Édouard-Auguste Imer (23 December 1820, Avignon – 13 June 1881, Haarlem) was a French painter of Swiss ancestry. He travelled extensively, painting landscapes throughout Europe and North Africa.

== Biography ==
His father, Julien Auguste Imer (1787-1861), was a manufacturer and President of the Chamber of Commerce. He and Édouard's mother, Adèle Jeanrenaud (1790-1869), were originally from Neuchâtel. In 1846, he married Sophie Chaponnière (1822-1850), who died of a heart ailment; aged only twenty-seven. They had one daughter.

Until his wife's death, he was a partner in his father's business. Having been exposed to art since he was a boy (his father was an amateur collector), he decided to study painting with Émile Loubon at the École des Beaux-Arts de Marseille. Later, he studied in England and Germany and began exhibiting at the Salon and would be a regular contributor until 1876.

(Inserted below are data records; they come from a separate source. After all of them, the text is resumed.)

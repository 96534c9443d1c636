use jsonwebtoken::Algorithm;

use crate::config::server::DEFAULT_AUDIENCE;

/// Configuration for JWT security settings
#[derive(Debug, Clone)]
pub struct SecurityConfig {
    /// Shared secret the auth provider signs tokens with
    pub jwt_secret: Vec<u8>,
    /// JWT algorithm to use (defaults to HS256)
    pub algorithm: Algorithm,
    /// Required `aud` claim
    pub audience: String,
}

impl SecurityConfig {
    pub fn new(jwt_secret: impl Into<Vec<u8>>) -> Self {
        Self {
            jwt_secret: jwt_secret.into(),
            algorithm: Algorithm::HS256,
            audience: DEFAULT_AUDIENCE.to_string(),
        }
    }

    pub fn with_audience(mut self, audience: impl Into<String>) -> Self {
        self.audience = audience.into();
        self
    }
}

impl Default for SecurityConfig {
    fn default() -> Self {
        Self::new(b"default_secret_for_tests_only".to_vec())
    }
}
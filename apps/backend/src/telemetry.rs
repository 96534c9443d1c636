use tracing_subscriber::{fmt, prelude::*, EnvFilter};

pub const DEFAULT_FILTER: &str = "info,actix_web=info,sqlx=warn,sea_orm=warn";

/// JSON logs to stdout, filtered by `RUST_LOG`.
pub fn init_tracing() {
    let env_filter =
        EnvFilter::try_from_default_env().unwrap_or_else(|_| EnvFilter::new(DEFAULT_FILTER));

    let fmt_layer = fmt::layer()
        .with_target(false)
        .with_file(false)
        .with_line_number(false)
        .with_thread_ids(false)
        .with_thread_names(false)
        .with_ansi(false)
        .json();

    tracing_subscriber::registry()
        .with(env_filter)
        .with(fmt_layer)
        .init();
}
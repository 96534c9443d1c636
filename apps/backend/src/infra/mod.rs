//! Infrastructure layer - database, state management, and error handling.

pub mod db;
pub mod db_errors;
pub mod state;
//! SeaORM -> DomainError translation helpers.
//!
//! Adapters convert `sea_orm::DbErr` into `DomainError` here; higher layers
//! map `DomainError` to `AppError` via `From`.

use tracing::{error, warn};

use crate::errors::domain::{
    ConflictKind, DomainError, InfraErrorKind, NotFoundKind, ValidationKind,
};
use crate::trace_ctx;

fn mentions_sqlstate(msg: &str, code: &str) -> bool {
    msg.contains(code) || msg.contains(&format!("SQLSTATE({code})"))
}

/// Translate a `DbErr` into a `DomainError` with sanitized detail.
pub fn map_db_err(e: sea_orm::DbErr) -> DomainError {
    let error_msg = e.to_string();
    let trace_id = trace_ctx::trace_id();

    match &e {
        sea_orm::DbErr::RecordNotFound(_) => {
            return DomainError::not_found(
                NotFoundKind::Other("Record".into()),
                "Record not found",
            );
        }
        sea_orm::DbErr::ConnectionAcquire(_) | sea_orm::DbErr::Conn(_) => {
            warn!(trace_id = %trace_id, raw_error = %error_msg, "Database unavailable");
            return DomainError::infra(InfraErrorKind::DbUnavailable, "Database unavailable");
        }
        _ => {}
    }

    // A table named in game metadata that does not exist.
    if mentions_sqlstate(&error_msg, "42P01") || error_msg.contains("does not exist") {
        error!(trace_id = %trace_id, raw_error = %error_msg, "Routed table or column missing");
        return DomainError::infra(
            InfraErrorKind::DataCorruption,
            "Game metadata points at a missing table",
        );
    }

    if mentions_sqlstate(&error_msg, "22P02") {
        warn!(trace_id = %trace_id, raw_error = %error_msg, "Invalid text representation");
        return DomainError::validation(
            ValidationKind::Other("InvalidInput".into()),
            "Invalid input value",
        );
    }

    if mentions_sqlstate(&error_msg, "23505")
        || error_msg.contains("duplicate key value violates unique constraint")
    {
        warn!(trace_id = %trace_id, raw_error = %error_msg, "Unique constraint violation");
        if error_msg.contains("games_slug_key") {
            return DomainError::conflict(ConflictKind::SlugTaken, "Game slug already in use");
        }
        return DomainError::conflict(
            ConflictKind::Other("Unique".into()),
            "Unique constraint violation",
        );
    }

    if mentions_sqlstate(&error_msg, "23503") {
        warn!(trace_id = %trace_id, raw_error = %error_msg, "Foreign key constraint violation");
        return DomainError::validation(
            ValidationKind::Other("ForeignKey".into()),
            "Foreign key constraint violation",
        );
    }

    if error_msg.contains("timeout") || error_msg.contains("pool") {
        warn!(trace_id = %trace_id, raw_error = %error_msg, "Database timeout or pool issue");
        return DomainError::infra(InfraErrorKind::Timeout, "Database timeout");
    }

    error!(trace_id = %trace_id, raw_error = %error_msg, "Unhandled database error");
    DomainError::infra(
        InfraErrorKind::Other("DbErr".into()),
        "Database operation failed",
    )
}
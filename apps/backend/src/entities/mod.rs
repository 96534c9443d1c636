//! Fixed-name tables. Per-game unit and team tables are addressed
//! dynamically by the adapters.

pub mod admins;
pub mod comments;
pub mod games;
pub mod posts;

pub use admins::Entity as Admins;
pub use admins::Model as Admin;
pub use comments::Entity as Comments;
pub use comments::Model as CommentRow;
pub use games::Entity as Games;
pub use games::Model as GameRow;
pub use posts::Entity as Posts;
pub use posts::Model as PostRow;
//! Domain layer: pure game-community logic, no I/O.

pub mod builder;
pub mod discussion;
pub mod formation;
pub mod game;
pub mod schema_router;
pub mod team;
pub mod units;

#[cfg(test)]
mod tests_builder;
#[cfg(test)]
mod tests_formation;

// Re-exports for ergonomics
pub use builder::{BuilderState, TeamBuilder};
pub use discussion::{
    Comment, CommentDraft, NewComment, NewPost, Post, PostDraft, Thread, ThreadKind,
};
pub use formation::{
    CapacityLimit, Formation, FormationError, GameMode, Row, UnitId, ValidationIssue,
    BACK_CAPACITY, FRONT_CAPACITY,
};
pub use game::{slugify, Game, GameDraft, GameMetadata, GameStatus, NewGame, TablesMetadata};
pub use schema_router::{EntityKind, FeatureSet, SchemaRoutes, TableName};
pub use team::{filter_teams, NewTeam, Owner, Team, TeamFilter};
pub use units::{
    matches_query, resolve_formation, Equipment, EquipmentDraft, EquipmentFilter, FormationView,
    NewEquipment, NewUnit, SlotView, Unit, UnitDraft,
};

In 1849, he had made his first trip to Algeria, and became one of the first artists to paint there, rather than simply sketch. In 1853, he made an extended trip to Lazio with his friends, Ernest Hébert
and Eugène Castelnau. He spent the winter of 1855 in Egypt, with Jean-Léon Gérôme, Léon Belly and Frédéric Auguste Bartholdi, who was there at the invitation of the newly formed Suez Canal Company. He apparently made several visits to Venice during this time, but his earliest known work depicting that city was in 1872. Many of his Orientalist paintings from this period are unaccounted for.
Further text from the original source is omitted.